* _Collected data entries_
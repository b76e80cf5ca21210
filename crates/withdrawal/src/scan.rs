//! Persisted operator scan status per withdrawal key.
//!
//! Entries start as `pending` the first time a key is observed and only ever
//! move to `done` on explicit confirmation. Nothing is removed.
//!
//! Another process (e.g. `scan done`) may write the same storage entry while
//! a monitor holds a book, so every write first folds in what is stored.
//! Folding never moves a key from `done` back to `pending`.

use crate::types::{ScanStatus, WithdrawalKey};
use std::collections::BTreeMap;
use store::KeyValueStore;
use tracing::{debug, warn};

type Statuses = BTreeMap<WithdrawalKey, ScanStatus>;

/// In-memory scan status map mirrored to a [`KeyValueStore`] on every change.
#[derive(Debug, Clone, Default, PartialEq, Eq)]
pub struct ScanBook {
    statuses: Statuses,
    storage_key: String,
}

impl ScanBook {
    /// Load the persisted map stored under `storage_key`.
    ///
    /// A missing, unreadable or corrupt entry starts an empty book.
    pub fn load<S: KeyValueStore>(store: &S, storage_key: &str) -> Self {
        let statuses = read_stored(store, storage_key).unwrap_or_default();
        debug!(entries = statuses.len(), "Loaded scan status");

        Self {
            statuses,
            storage_key: storage_key.to_string(),
        }
    }

    /// Fold in statuses written to the store since this book last read it.
    ///
    /// Returns how many keys changed.
    pub fn sync<S: KeyValueStore>(&mut self, store: &S) -> usize {
        let Some(stored) = read_stored(store, &self.storage_key) else {
            return 0;
        };

        let mut changed = 0;
        for (key, status) in stored {
            match self.statuses.get(&key) {
                Some(ScanStatus::Done) => {}
                Some(ScanStatus::Pending) if status == ScanStatus::Pending => {}
                _ => {
                    self.statuses.insert(key, status);
                    changed += 1;
                }
            }
        }

        if changed > 0 {
            debug!(changed, "Picked up stored scan status");
        }
        changed
    }

    /// Status of `key`. Keys never observed read as pending.
    pub fn status(&self, key: &str) -> ScanStatus {
        self.get(key).unwrap_or(ScanStatus::Pending)
    }

    pub fn get(&self, key: &str) -> Option<ScanStatus> {
        self.statuses.get(key).copied()
    }

    /// Insert `pending` for each key without an entry. Returns how many were added.
    pub fn observe<S, I>(&mut self, store: &mut S, keys: I) -> usize
    where
        S: KeyValueStore,
        I: IntoIterator<Item = WithdrawalKey>,
    {
        let mut added = 0;
        for key in keys {
            if !self.statuses.contains_key(&key) {
                self.statuses.insert(key, ScanStatus::Pending);
                added += 1;
            }
        }

        if added > 0 {
            self.persist(store);
        }
        added
    }

    /// Mark `key` as scanned. Idempotent; creates the entry if missing.
    pub fn mark_done<S: KeyValueStore>(&mut self, store: &mut S, key: &str) {
        let previous = self.statuses.insert(key.to_string(), ScanStatus::Done);
        if previous != Some(ScanStatus::Done) {
            self.persist(store);
        }
    }

    pub fn len(&self) -> usize {
        self.statuses.len()
    }

    pub fn is_empty(&self) -> bool {
        self.statuses.is_empty()
    }

    /// Number of entries with the given status.
    pub fn count(&self, status: ScanStatus) -> usize {
        self.statuses.values().filter(|s| **s == status).count()
    }

    // Storage failures are logged, the in-memory map stays authoritative.
    fn persist<S: KeyValueStore>(&mut self, store: &mut S) {
        self.sync(&*store);

        let json = match serde_json::to_string(&self.statuses) {
            Ok(json) => json,
            Err(e) => {
                warn!(error = %e, "Failed to encode scan status");
                return;
            }
        };

        if let Err(e) = store.set(&self.storage_key, &json) {
            warn!(key = %self.storage_key, error = %e, "Failed to persist scan status");
        }
    }
}

/// The stored map, or `None` when it is missing or unusable.
fn read_stored<S: KeyValueStore>(store: &S, storage_key: &str) -> Option<Statuses> {
    match store.get(storage_key) {
        Ok(Some(raw)) => serde_json::from_str(&raw)
            .map_err(|e| warn!(key = storage_key, error = %e, "Ignoring unreadable scan status"))
            .ok(),
        Ok(None) => None,
        Err(e) => {
            warn!(key = storage_key, error = %e, "Failed to read scan status");
            None
        }
    }
}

* _REQUIRED WORK_
Please output all the lines above exactly as given.

* _SOLVED PROBLEM_
repository b76e80cf5ca21210
filename crates/withdrawal/src/scan.rs
//! Persisted operator scan status per withdrawal key.
//!
//! Entries start as `pending` the first time a key is observed and only ever
//! move to `done` on explicit confirmation. Nothing is removed.
//!
//! Another process (e.g. `scan done`) may write the same storage entry while
//! a monitor holds a book, so every write first folds in what is stored.
//! Folding never moves a key from `done` back to `pending`.

use crate::types::{ScanStatus, WithdrawalKey};
use std::collections::BTreeMap;
use store::KeyValueStore;
use tracing::{debug, warn};

type Statuses = BTreeMap<WithdrawalKey, ScanStatus>;

/// In-memory scan status map mirrored to a [`KeyValueStore`] on every change.
#[derive(Debug, Clone, Default, PartialEq, Eq)]
pub struct ScanBook {
    statuses: Statuses,
    storage_key: String,
}

impl ScanBook {
    /// Load the persisted map stored under `storage_key`.
    ///
    /// A missing, unreadable or corrupt entry starts an empty book.
    pub fn load<S: KeyValueStore>(store: &S, storage_key: &str) -> Self {
        let statuses = read_stored(store, storage_key).unwrap_or_default();
        debug!(entries = statuses.len(), "Loaded scan status");

        Self {
            statuses,
            storage_key: storage_key.to_string(),
        }
    }

    /// Fold in statuses written to the store since this book last read it.
    ///
    /// Returns how many keys changed.
    pub fn sync<S: KeyValueStore>(&mut self, store: &S) -> usize {
        let Some(stored) = read_stored(store, &self.storage_key) else {
            return 0;
        };

        let mut changed = 0;
        for (key, status) in stored {
            match self.statuses.get(&key) {
                Some(ScanStatus::Done) => {}
                Some(ScanStatus::Pending) if status == ScanStatus::Pending => {}
                _ => {
                    self.statuses.insert(key, status);
                    changed += 1;
                }
            }
        }

        if changed > 0 {
            debug!(changed, "Picked up stored scan status");
        }
        changed
    }

    /// Status of `key`. Keys never observed read as pending.
    pub fn status(&self, key: &str) -> ScanStatus {
        self.get(key).unwrap_or(ScanStatus::Pending)
    }

    pub fn get(&self, key: &str) -> Option<ScanStatus> {
        self.statuses.get(key).copied()
    }

    /// Insert `pending` for each key without an entry. Returns how many were added.
    pub fn observe<S, I>(&mut self, store: &mut S, keys: I) -> usize
    where
        S: KeyValueStore,
        I: IntoIterator<Item = WithdrawalKey>,
    {
        let mut added = 0;
        for key in keys {
            if !self.statuses.contains_key(&key) {
                self.statuses.insert(key, ScanStatus::Pending);
                added += 1;
            }
        }

        if added > 0 {
            self.persist(store);
        }
        added
    }

    /// Mark `key` as scanned. Idempotent; creates the entry if missing.
    pub fn mark_done<S: KeyValueStore>(&mut self, store: &mut S, key: &str) {
        let previous = self.statuses.insert(key.to_string(), ScanStatus::Done);
        if previous != Some(ScanStatus::Done) {
            self.persist(store);
        }
    }

    pub fn len(&self) -> usize {
        self.statuses.len()
    }

    pub fn is_empty(&self) -> bool {
        self.statuses.is_empty()
    }

    /// Number of entries with the given status.
    pub fn count(&self, status: ScanStatus) -> usize {
        self.statuses.values().filter(|s| **s == status).count()
    }

    // Storage failures are logged, the in-memory map stays authoritative.
    fn persist<S: KeyValueStore>(&mut self, store: &mut S) {
        self.sync(&*store);

        let json = match serde_json::to_string(&self.statuses) {
            Ok(json) => json,
            Err(e) => {
                warn!(error = %e, "Failed to encode scan status");
                return;
            }
        };

        if let Err(e) = store.set(&self.storage_key, &json) {
            warn!(key = %self.storage_key, error = %e, "Failed to persist scan status");
        }
    }
}

/// The stored map, or `None` when it is missing or unusable.
fn read_stored<S: KeyValueStore>(store: &S, storage_key: &str) -> Option<Statuses> {
    match store.get(storage_key) {
        Ok(Some(raw)) => serde_json::from_str(&raw)
            .map_err(|e| warn!(key = storage_key, error = %e, "Ignoring unreadable scan status"))
            .ok(),
        Ok(None) => None,
        Err(e) => {
            warn!(key = storage_key, error = %e, "Failed to read scan status");
            None
        }
    }
}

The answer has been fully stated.